I have always felt so proud to be a RN, so honoured and privileged to provide care to my patients and their families in what is usually the worst time in their lives, and at times, their end of life. I take this role very seriously.
I work within a multidisciplinary team, and none of us can perform our jobs without the other, but I strongly believe that registered nurses are the leaders and the glue that holds the team together.

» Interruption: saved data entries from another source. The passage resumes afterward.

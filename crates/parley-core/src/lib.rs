//! Parley BOSH session engine
//!
//! This crate contains the pure state machine logic of a client-side BOSH
//! (XEP-0124/XEP-0206) connection: an XMPP stream emulated over a sequence
//! of HTTP request/response exchanges. It is completely decoupled from I/O,
//! enabling deterministic testing.
//!
//! # Architecture: "The Hollow Shell"
//!
//! Protocol logic is strictly separated from transport concerns:
//!
//! ```text
//!      ┌─────────────────────────────┐
//!      │ parley-core                 │
//!      │ - Request window and retry  │
//!      │ - Idle scheduler            │
//!      │ - SASL / bind / session     │
//!      │ - Handler dispatch          │
//!      └─────────────────────────────┘
//!         ↓                       ↓
//! ┌──────────────────┐  ┌──────────────────┐
//! │ parley-harness   │  │ production       │
//! │ (tokio, paused)  │  │ driver           │
//! │ - Virtual time   │  │ - HTTP client    │
//! │ - Seeded RNG     │  │ - System clock   │
//! │ - SimServer      │  │ - OS entropy     │
//! └──────────────────┘  └──────────────────┘
//! ```
//!
//! # Key Principles
//!
//! - No I/O in Core: Never call `tokio::spawn`, `std::time::Instant::now()`,
//!   or `rand::thread_rng()` directly
//! - Environment Trait: randomness goes through [`env::Environment`]; time is
//!   passed in by the driver
//! - Deterministic: Given the same inputs and environment state, produce the
//!   same outputs
//!
//! # Modules
//!
//! - [`connection`]: Connection state machine and public operations
//! - [`request`]: Request window, staleness and backoff
//! - [`handler`]: Stanza and timed handler registries
//! - [`auth`]: Mechanism selection and SASL payloads
//! - [`crypto`]: DIGEST-MD5 and SCRAM-SHA-1 derivations
//! - [`plugin`]: Per-connection extensions
//! - [`env`]: Environment abstraction (time, RNG)
//! - [`transport`]: HTTP transport abstraction
//! - [`config`], [`status`], [`error`]

#![forbid(unsafe_code)]
#![deny(missing_docs)]

pub mod auth;
pub mod config;
pub mod connection;
pub mod crypto;
mod dispatch;
pub mod env;
pub mod error;
pub mod handler;
mod idle;
pub mod plugin;
pub mod request;
pub mod status;
pub mod transport;

pub use config::ConnectionConfig;
pub use connection::{ConnectOptions, Connection, ConnectionAction, SessionAttachment, Transmit};
pub use env::Environment;
pub use error::{AuthError, ConnectionError, HandlerError};
pub use handler::{HandlerId, Matcher, TimedHandlerId};
pub use plugin::{Plugin, PluginRegistry};
pub use request::RequestId;
pub use status::Status;
pub use transport::{HttpResponse, HttpTransport};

I continue to provide the high standard of care that I strive for with all of my patients. But during the COVID-19 pandemic, it is very much complicated by the restrictions, however needed, that have been put into place. Visitor restrictions for our palliative patients has been particularly challenging; along with the fear that runs through my mind at times: 'What if I get sick? What if my family gets sick? What if a colleague gets sick?'
Living through the crisis of this pandemic is unprecedented for most of us. It evokes a host of feelings that are all very valid: fear, grief, worry, helplessness, exhaustion and stress. I have had many friends and family reach out to me, asking what they can do to help. The best thing is for all of us to stay home, utilize excellent hand and respiratory hygiene, and support your family, friends and neighbours in a safe way. I have been touched by the acts of kindness and generosity exhibited during this time, and I truly hope that this crisis will bring us all closer together."

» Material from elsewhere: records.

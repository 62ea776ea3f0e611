//! SCRAM-SHA-1 client state (RFC 5802, no channel binding).

use base64::{Engine, engine::general_purpose::STANDARD};

use super::{Credentials, attributes, decode_text};
use crate::{crypto, error::AuthError};

/// GS2 header for "no channel binding, no authzid", base64 `biws`
const GS2_HEADER: &str = "n,,";
const CHANNEL_BINDING: &str = "biws";

/// One SCRAM exchange
#[derive(Debug, Clone, PartialEq, Eq)]
pub struct Scram {
    cnonce: String,
    client_first_bare: Option<String>,
    server_signature: Option<Vec<u8>>,
}

impl Scram {
    /// New exchange with a client nonce
    #[must_use]
    pub fn new(cnonce: String) -> Self {
        Self { cnonce, client_first_bare: None, server_signature: None }
    }

    /// Base64 client-first message
    pub(crate) fn initial_response(&mut self, credentials: &Credentials<'_>) -> String {
        let bare = format!("n={},r={}", credentials.username(), self.cnonce);
        let message = format!("{GS2_HEADER}{bare}");
        self.client_first_bare = Some(bare);
        STANDARD.encode(message)
    }

    /// Base64 client-final message for a server-first challenge
    pub(crate) fn respond(
        &mut self,
        challenge: &str,
        credentials: &Credentials<'_>,
    ) -> Result<String, AuthError> {
        let Some(client_first_bare) = self.client_first_bare.as_deref() else {
            return Err(AuthError::UnexpectedChallenge("SCRAM-SHA-1"));
        };
        if self.server_signature.is_some() {
            return Err(AuthError::UnexpectedChallenge("SCRAM-SHA-1"));
        }

        let server_first = decode_text(challenge)?;
        let fields = attributes(&server_first);
        let field = |name: &'static str| {
            fields
                .iter()
                .find(|(key, _)| key == name)
                .map(|(_, value)| value.as_str())
                .ok_or(AuthError::MissingField(name))
        };

        let nonce = field("r")?;
        let salt = STANDARD.decode(field("s")?).map_err(|_| AuthError::InvalidBase64)?;
        let raw_iterations = field("i")?;
        let iterations = raw_iterations
            .parse::<u32>()
            .ok()
            .filter(|iterations| *iterations > 0)
            .ok_or_else(|| AuthError::InvalidField {
                field: "i",
                value: raw_iterations.to_string(),
            })?;

        if !nonce.starts_with(&self.cnonce) {
            return Err(AuthError::NonceMismatch);
        }

        let without_proof = format!("c={CHANNEL_BINDING},r={nonce}");
        let auth_message = format!("{client_first_bare},{server_first},{without_proof}");
        let keys = crypto::scram_keys(
            credentials.password.as_bytes(),
            &salt,
            iterations,
            auth_message.as_bytes(),
        )?;

        self.server_signature = Some(keys.server_signature.to_vec());
        let client_final = format!("{without_proof},p={}", STANDARD.encode(keys.client_proof));
        Ok(STANDARD.encode(client_final))
    }

    /// Check the `v=` attribute of the server-final message
    pub(crate) fn verify_success(&self, payload: &str) -> Result<(), AuthError> {
        let Some(expected) = self.server_signature.as_deref() else {
            return Err(AuthError::ServerSignatureMismatch);
        };
        let server_final = decode_text(payload)?;
        let verifier = attributes(&server_final)
            .into_iter()
            .find(|(key, _)| key == "v")
            .ok_or(AuthError::ServerSignatureMismatch)?;
        let signature = STANDARD.decode(&verifier.1).map_err(|_| AuthError::InvalidBase64)?;

        if signature == expected { Ok(()) } else { Err(AuthError::ServerSignatureMismatch) }
    }
}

"And the world came together as the people stayed apart." -Jennifer Wagner
Laura Ashburn has been an acute care nurse in Calgary for 17 years, specializing in internal medicine at Foothills Hospital. She also volunteers with the UCalgary Nursing Faculty Alumni Committee, the NurseMentor program and the Nightingale Challenge planning committee. Ashburn is also a mother to two daughters and the founder of The Kindness Project YYC, which promotes acts of kindness and humanity.